Какое-то время Теодорих лишь терпеливо сидел на своем коне и без всяких возражений позволял своему врагу (была видна только голова, торчавшая из-за занавесок паланкина) выкрикивать, что тому заблагорассудится. Страбон мог увидеть, что его пламенные речи не произвели впечатления на воинов, стоявших на нашем берегу реки. Постепенно голос человека-свиньи начал слабеть, но он продолжал выкрикивать:
— Братья остроготы! Товарищи ругии! Друзья и союзники! Я призываю вас на битву, и…
На этом месте Теодорих прервал его звучным голосом, который смогли расслышать все, заявив:
— Slavaith, nithjis! Помолчи, братец! Теперь моя очередь говорить!
Но он обратился не к Страбону или ожидающим войскам. Он повернулся к всаднику, который сопровождал паланкин, и крикнул:
— Фева, у тебя хорошее зрение?
Король ругиев слегка качнулся в седле, словно удивившись, и кивнул головой в шлеме.
— Тогда посмотри туда! — Теодорих поднял руку и показал.
— Выпрямись в седле, Фридо, — велел я принцу, когда голова его отца повернулась в нашу сторону. Но мальчик придумал еще лучше. При помощи веревки для ног, которую я помог ему соорудить, Фридо буквально встал во весь рост — он весело помахал рукой и как можно громче позвал своим тоненьким голоском:
— Hails, Fadar!
Конь Февы сделал шаг назад, словно удивился не меньше всадника. После этого все на островке пришли в возбуждение и торопливо заговорили, хотя теперь мы, зрители, не слышали ни слова. Все трое всадников — Теодорих, Соа и Фева — постоянно показывали на меня и Фридо, на Страбона, на его войско. Фева метался по маленькому пространству островка — то подъезжал к Теодориху и Соа, чтобы объясниться с ними при помощи красноречивых жестов, то возвращался обратно к паланкину, чтобы наклониться и поговорить со Страбоном. Человек-свинья наверняка тоже воспользовался бы жестами, если бы мог, потому что паланкин сотрясался от неистовых подскакиваний его изувеченного тела.

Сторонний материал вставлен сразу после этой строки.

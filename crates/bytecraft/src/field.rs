//! Definition of logical fields used to build a [crate::schema::Schema].

use std::sync::Arc;

use crate::{
    producer::{Producer, Selector},
    schema::Schema,
    types::Scalar,
};

/// A single named slot in a record layout.
#[derive(Debug, Clone)]
pub struct Field {
    /// Name used to address the value in a [crate::record::Record].
    pub name: String,
    /// Wire type of the field.
    pub kind: FieldKind,
    /// Computes the value when the field is left unset at pack time.
    pub default: Option<Producer>,
    /// Number of elements for sequence fields.
    pub count: Option<Count>,
}

impl Field {
    pub fn new(name: impl Into<String>, kind: FieldKind) -> Self {
        Field {
            name: name.into(),
            kind,
            default: None,
            count: None,
        }
    }

    pub fn scalar(name: impl Into<String>, scalar: Scalar) -> Self {
        Field::new(name, FieldKind::Scalar(scalar))
    }

    /// Variable-length sequence; attach a count with [Field::with_count] to make it decodable.
    pub fn sequence(name: impl Into<String>, element: Scalar) -> Self {
        Field::new(name, FieldKind::Sequence(element))
    }

    /// Sequence with a fixed number of elements.
    pub fn array(name: impl Into<String>, element: Scalar, count: usize) -> Self {
        Field::sequence(name, element).with_count(Count::Fixed(count))
    }

    pub fn record(name: impl Into<String>, schema: &Arc<Schema>) -> Self {
        Field::new(name, FieldKind::Record(Arc::clone(schema)))
    }

    pub fn select(name: impl Into<String>, selector: Selector) -> Self {
        Field::new(name, FieldKind::Select(selector))
    }

    pub fn with_default(mut self, default: Producer) -> Self {
        self.default = Some(default);
        self
    }

    pub fn with_count(mut self, count: impl Into<Count>) -> Self {
        self.count = Some(count.into());
        self
    }
}

/// Wire type of a field.
#[derive(Debug, Clone)]
pub enum FieldKind {
    /// Single fixed-width value.
    Scalar(Scalar),
    /// Elements of one fixed-width type written back to back.
    Sequence(Scalar),
    /// Nested record encoded in place.
    Record(Arc<Schema>),
    /// Kind chosen at pack/unpack time from other fields.
    Select(Selector),
}

/// Element count of a sequence field.
#[derive(Debug, Clone)]
pub enum Count {
    Fixed(usize),
    /// Computed from earlier fields while unpacking.
    Counted(Producer),
}

impl From<usize> for Count {
    fn from(value: usize) -> Self {
        Count::Fixed(value)
    }
}

impl From<Producer> for Count {
    fn from(value: Producer) -> Self {
        Count::Counted(value)
    }
}

#[cfg(feature = "serde")]
impl Field {
    /// Converts a JSON field definition; nested records are compiled with `config`.
    pub(crate) fn from_def(
        def: crate::serde::FieldDef,
        config: &crate::config::SchemaConfig,
    ) -> Result<Self, crate::errors::CompileError> {
        use crate::{
            producer,
            serde::{ByteOrderDef, CountDef, DefaultDef, FieldKindDef, PrimitiveDef},
        };

        let scalar = |primitive: PrimitiveDef, byte_order: Option<ByteOrderDef>| Scalar {
            primitive: primitive.into(),
            byte_order: byte_order.map(Into::into),
        };

        let kind = match def.kind {
            FieldKindDef::Scalar {
                primitive,
                byte_order,
            } => FieldKind::Scalar(scalar(primitive, byte_order)),
            FieldKindDef::Sequence {
                element,
                byte_order,
            } => FieldKind::Sequence(scalar(element, byte_order)),
            FieldKindDef::Record { fields } => {
                let fields = fields
                    .into_iter()
                    .map(|f| Field::from_def(f, config))
                    .collect::<Result<Vec<_>, _>>()?;
                FieldKind::Record(Arc::new(Schema::compile_with(&fields, *config)?))
            }
        };

        Ok(Field {
            name: def.name,
            kind,
            default: def.default.map(|d| match d {
                DefaultDef::CountOf(target) => producer::count_of(&target),
                DefaultDef::SizeOf(target) => producer::size_of(&target),
                DefaultDef::Constant(value) => producer::constant(crate::value::Value::from(value)),
            }),
            count: def.count.map(|c| match c {
                CountDef::Fixed(n) => Count::Fixed(n),
                CountDef::CountedBy(target) => Count::Counted(producer::counted_by(&target)),
            }),
        })
    }
}
//! Schema: compiled, ordered set of fields used to pack and unpack records.

use std::{collections::HashMap, sync::Arc};

use tracing::debug;

use crate::{
    codec,
    compiled::{CompiledField, CompiledKind},
    config::SchemaConfig,
    errors::{CompileError, ReadError},
    field::{Count, Field},
    record::Record,
    wire::ByteReader,
};

/// A compiled schema. Use [Schema::compile] to build from [Field]s, wrap it in an
/// [Arc], then create records with [Schema::record] or decode them with [Schema::unpack].
///
/// Schemas are immutable and can be shared across threads.
#[derive(Debug)]
pub struct Schema {
    /// Compiled fields in wire order.
    pub fields: Vec<CompiledField>,
    index: HashMap<String, usize>,
    config: SchemaConfig,
}

impl Schema {
    /// Compiles a slice of [Field]s with the default [SchemaConfig].
    pub fn compile(fields: &[Field]) -> Result<Self, CompileError> {
        Self::compile_with(fields, SchemaConfig::default())
    }

    /// Compiles a slice of [Field]s. Fails on empty or duplicate names, misplaced
    /// counts, and count producers that read fields not decoded before theirs.
    pub fn compile_with(fields: &[Field], config: SchemaConfig) -> Result<Self, CompileError> {
        let mut compiled_fields: Vec<CompiledField> = Vec::with_capacity(fields.len());
        let mut index: HashMap<String, usize> = HashMap::with_capacity(fields.len());

        for field in fields {
            let compiled_field = CompiledField::compile(field, &config)?;

            if let Some(Count::Counted(producer)) = &field.count {
                if let Some(target) = producer.reads().iter().find(|r| !index.contains_key(*r)) {
                    return Err(CompileError::ForwardReference {
                        field: field.name.clone(),
                        target: target.clone(),
                    });
                }
            }

            if index.contains_key(&field.name) {
                return Err(CompileError::DuplicateFieldName(field.name.clone()));
            }

            index.insert(field.name.clone(), compiled_fields.len());
            compiled_fields.push(compiled_field);
        }

        debug!(fields = compiled_fields.len(), "compiled schema");

        Ok(Self {
            fields: compiled_fields,
            index,
            config,
        })
    }

    pub fn config(&self) -> &SchemaConfig {
        &self.config
    }

    pub fn len(&self) -> usize {
        self.fields.len()
    }

    pub fn is_empty(&self) -> bool {
        self.fields.is_empty()
    }

    pub fn index_of(&self, name: &str) -> Option<usize> {
        self.index.get(name).copied()
    }

    pub fn field(&self, name: &str) -> Option<&CompiledField> {
        self.index_of(name).map(|i| &self.fields[i])
    }

    /// Field names in wire order.
    pub fn names(&self) -> impl Iterator<Item = &str> {
        self.fields.iter().map(|f| f.name.as_str())
    }

    /// Packed size when every field has a fixed width.
    pub fn fixed_size(&self) -> Option<usize> {
        self.fields.iter().try_fold(0, |acc, field| {
            let len = match (&field.kind, &field.count) {
                (CompiledKind::Scalar(s), _) => s.width(),
                (CompiledKind::Sequence(s), Some(Count::Fixed(n))) => s.width() * n,
                (CompiledKind::Record(inner), _) => inner.fixed_size()?,
                _ => return None,
            };
            Some(acc + len)
        })
    }

    /// Creates an empty record of this schema.
    pub fn record(self: &Arc<Self>) -> Record {
        Record::new(self)
    }

    /// Decodes a record from the start of `data`. Trailing bytes are ignored.
    pub fn unpack(self: &Arc<Self>, data: &[u8]) -> Result<Record, ReadError> {
        self.unpack_from(data, 0).map(|(record, _)| record)
    }

    /// Decodes a record starting at `offset`. Returns the record and the number of bytes consumed.
    pub fn unpack_from(
        self: &Arc<Self>,
        data: &[u8],
        offset: usize,
    ) -> Result<(Record, usize), ReadError> {
        let mut reader = ByteReader::at(data, offset)?;
        let record = codec::decode_record(self, &mut reader)?;
        let consumed = reader.position() - offset;

        debug!(offset, consumed, "unpacked record");

        Ok((record, consumed))
    }
}

#[cfg(feature = "serde")]
impl TryFrom<crate::serde::SchemaDef> for Schema {
    type Error = CompileError;

    fn try_from(value: crate::serde::SchemaDef) -> Result<Self, Self::Error> {
        let config: SchemaConfig = value.config.map(Into::into).unwrap_or_default();
        let fields = value
            .fields
            .into_iter()
            .map(|def| Field::from_def(def, &config))
            .collect::<Result<Vec<_>, _>>()?;

        Schema::compile_with(&fields, config)
    }
}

Суета продолжалась еще какое-то время, но наконец король Фева просто вскинул руки, признавая, что сдается. Король ругиев прекратил переговоры, дернул за поводья своего коня и пошлепал по воде обратно. Он выехал на противоположный берег, к левому флангу войска, которое все еще невозмутимо ожидало начала битвы. Король что-то показал жестами и выкрикнул приказы, которых я не смог расслышать. Затем большая часть войска — передние ряды, которые, очевидно, состояли из ругиев Февы, — символически опустили оружие в знак перемирия. Всадники спешились, копейщики воткнули свои копья в землю, меченосцы убрали мечи в ножны. Увидев это, остальные воины потрясенно замерли. Затем все вдруг замелькало, закачались флагштоки знамен, до моих ушей докатился какой-то шум, должно быть, это означало, что среди войска начались потасовки и ссоры.